→ **Records shown**:
========
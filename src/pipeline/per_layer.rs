//! Per-layer pipeline (C10): one worker pool, each worker fully processing
//! (decode → area stats → scanlines → compress → PNG-wrap) the layers it
//! claims (§4.9).
//!
//! **GPU-always-allowed quirk.** This pipeline hard-codes GPU-allowed to
//! true regardless of any caller preference, unlike the phased pipeline
//! which honours an explicit flag. Preserved verbatim — see DESIGN.md.

use super::{active_backend_for_analytics, resolve_thread_count, BatchOutput};
use crate::analytics::{self, BatchSnapshot, GpuCounters, ThreadTiming};
use crate::area::AreaStats;
use crate::config;
use crate::error::{Error, Result};
use crate::scanline::{self, Channels};
use std::sync::atomic::{AtomicBool, AtomicUsize, Ordering};
use std::sync::Mutex;
use std::time::Instant;

const CLAIM_CHUNK: usize = 4;

struct Shared<'a> {
    inputs: &'a [&'a [u8]],
    layer_index_base: u32,
    encryption_key: u32,
    src_width: u32,
    height: u32,
    out_width: u32,
    channels: Channels,
    x_pixel_size_mm: f64,
    y_pixel_size_mm: f64,
    png_level: i32,
    outputs: Vec<Mutex<Option<Vec<u8>>>>,
    areas: Vec<Mutex<Option<AreaStats>>>,
    cursor: AtomicUsize,
    failed: AtomicBool,
    first_error: Mutex<Option<Error>>,
    gpu_counters: Mutex<GpuCounters>,
    used_gpu: AtomicBool,
    analytics_enabled: bool,
    thread_timings: Vec<Mutex<ThreadTiming>>,
}

impl<'a> Shared<'a> {
    fn claim(&self) -> Option<std::ops::Range<usize>> {
        if self.failed.load(Ordering::Acquire) {
            return None;
        }
        let start = self.cursor.fetch_add(CLAIM_CHUNK, Ordering::AcqRel);
        if start >= self.inputs.len() {
            return None;
        }
        Some(start..(start + CLAIM_CHUNK).min(self.inputs.len()))
    }

    fn mark_failed(&self, err: Error) {
        log::error!("layer batch worker failed: {}", crate::error::ErrChain(&err));
        let mut first = self.first_error.lock().unwrap();
        if first.is_none() {
            *first = Some(err);
        }
        self.failed.store(true, Ordering::Release);
    }

    fn process_one(&self, index: usize, thread_slot: usize) {
        let mut pixels = vec![0u8; self.src_width as usize * self.height as usize];

        let decode_start = Instant::now();
        let decode_result = crate::rle::decode_layer(
            self.inputs[index],
            self.layer_index_base + index as u32,
            self.encryption_key,
            &mut pixels,
        )
        .and_then(|()| {
            crate::area::compute_area_stats(&pixels, self.src_width, self.height, self.x_pixel_size_mm, self.y_pixel_size_mm)
        });
        let decode_elapsed = decode_start.elapsed();

        let area = match decode_result {
            Ok(area) => area,
            Err(err) => return self.mark_failed(err),
        };

        let scanline_start = Instant::now();
        let mut scanlines = vec![0u8; scanline::scanlines_len(self.out_width, self.height, self.channels)];
        let scanline_result = super::build_scanlines_with_gpu(
            &pixels,
            self.src_width,
            self.height,
            self.out_width,
            self.channels,
            &mut scanlines,
            true, // GPU always allowed, see module doc.
            &self.gpu_counters,
        );
        let scanline_elapsed = scanline_start.elapsed();
        if let Err(err) = scanline_result {
            return self.mark_failed(err);
        }

        let compress_start = Instant::now();
        let png = match crate::png::write_png(self.out_width, self.height, self.channels as u32, &scanlines, self.png_level) {
            Ok(png) => png,
            Err(err) => return self.mark_failed(err),
        };
        let compress_elapsed = compress_start.elapsed();

        if self.gpu_counters.lock().unwrap().successes > 0 {
            self.used_gpu.store(true, Ordering::Relaxed);
        }

        *self.outputs[index].lock().unwrap() = Some(png);
        *self.areas[index].lock().unwrap() = Some(area);

        if self.analytics_enabled {
            let mut timing = self.thread_timings[thread_slot].lock().unwrap();
            timing.layers_processed += 1;
            timing.decode_time += decode_elapsed;
            timing.scanline_time += scanline_elapsed;
            timing.compress_time += compress_elapsed;
        }
    }
}

/// Process a batch of encoded layers: decode, analyse, scanline-build and
/// PNG-wrap each one, distributing work over up to `thread_count` workers.
#[allow(clippy::too_many_arguments)]
pub fn process_layers_batch(
    inputs: &[&[u8]],
    layer_index_base: u32,
    encryption_key: u32,
    src_width: u32,
    height: u32,
    out_width: u32,
    channels: Channels,
    x_pixel_size_mm: f64,
    y_pixel_size_mm: f64,
    png_level: i32,
    thread_count: Option<usize>,
) -> Result<BatchOutput> {
    if inputs.is_empty() {
        return Err(Error::invalid("process_layers_batch: empty input"));
    }
    if src_width == 0 || height == 0 || out_width == 0 {
        return Err(Error::invalid("process_layers_batch: zero dimension"));
    }

    let threads = resolve_thread_count(thread_count, config::batch_threads_default(), inputs.len());
    let analytics_enabled = config::batch_analytics_enabled();

    let shared = Shared {
        inputs,
        layer_index_base,
        encryption_key,
        src_width,
        height,
        out_width,
        channels,
        x_pixel_size_mm,
        y_pixel_size_mm,
        png_level,
        outputs: (0..inputs.len()).map(|_| Mutex::new(None)).collect(),
        areas: (0..inputs.len()).map(|_| Mutex::new(None)).collect(),
        cursor: AtomicUsize::new(0),
        failed: AtomicBool::new(false),
        first_error: Mutex::new(None),
        gpu_counters: Mutex::new(GpuCounters::default()),
        used_gpu: AtomicBool::new(false),
        analytics_enabled,
        thread_timings: (0..threads).map(|_| Mutex::new(ThreadTiming::default())).collect(),
    };

    if threads == 1 {
        for i in 0..inputs.len() {
            if shared.failed.load(Ordering::Acquire) {
                break;
            }
            shared.process_one(i, 0);
        }
    } else {
        let pool = rayon::ThreadPoolBuilder::new()
            .num_threads(threads)
            .build()
            .map_err(|e| Error::capacity(format!("failed to build batch thread pool: {e}")))?;
        pool.scope(|scope| {
            for thread_slot in 0..threads {
                let shared = &shared;
                scope.spawn(move |_| {
                    while let Some(range) = shared.claim() {
                        for i in range {
                            shared.process_one(i, thread_slot);
                        }
                    }
                });
            }
        });
    }

    if shared.failed.load(Ordering::Acquire) {
        let err = shared
            .first_error
            .lock()
            .unwrap()
            .take()
            .unwrap_or_else(|| Error::capacity("process_layers_batch: worker failed with no recorded error"));
        return Err(Error::BatchFailed(Box::new(err)));
    }

    let used_gpu = shared.used_gpu.load(Ordering::Relaxed);
    let gpu = *shared.gpu_counters.lock().unwrap();
    let per_thread = if analytics_enabled {
        shared.thread_timings.iter().map(|m| *m.lock().unwrap()).collect()
    } else {
        Vec::new()
    };

    analytics::publish(BatchSnapshot {
        thread_count: threads as u32,
        backend: active_backend_for_analytics(used_gpu),
        gpu,
        phased_mega_batch_ok: false,
        per_thread,
    });

    let pngs = shared.outputs.into_iter().map(|slot| slot.into_inner().unwrap().unwrap()).collect();
    let areas = shared.areas.into_iter().map(|slot| slot.into_inner().unwrap().unwrap()).collect();
    Ok(BatchOutput { pngs, areas })
}

#[cfg(test)]
mod tests {
    use super::*;

    #[test]
    fn processes_a_small_batch_end_to_end() {
        // Empty input decodes (tolerantly) to an all-zero layer — enough to
        // exercise the pipeline's plumbing without an RLE encoder.
        let layer_a: Vec<u8> = vec![];
        let layer_b: Vec<u8> = vec![];
        let inputs: Vec<&[u8]> = vec![&layer_a, &layer_b];

        let result = process_layers_batch(&inputs, 0, 0, 4, 4, 4, Channels::Grey, 0.05, 0.05, 6, Some(1)).unwrap();
        assert_eq!(result.pngs.len(), 2);
        assert_eq!(result.areas.len(), 2);
        for png in &result.pngs {
            assert_eq!(&png[0..4], &[0x89, 0x50, 0x4E, 0x47]);
        }
    }

    #[test]
    fn rejects_empty_batch() {
        let inputs: Vec<&[u8]> = vec![];
        assert!(process_layers_batch(&inputs, 0, 0, 4, 4, 4, Channels::Grey, 0.05, 0.05, 6, Some(1)).is_err());
    }
}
========
→ **What the exercise asks**:
Select all lines in the listing above where the word "Acquire" appears, and show them.

→ **Output below**:
        if self.failed.load(Ordering::Acquire) {
            if shared.failed.load(Ordering::Acquire) {
    if shared.failed.load(Ordering::Acquire) {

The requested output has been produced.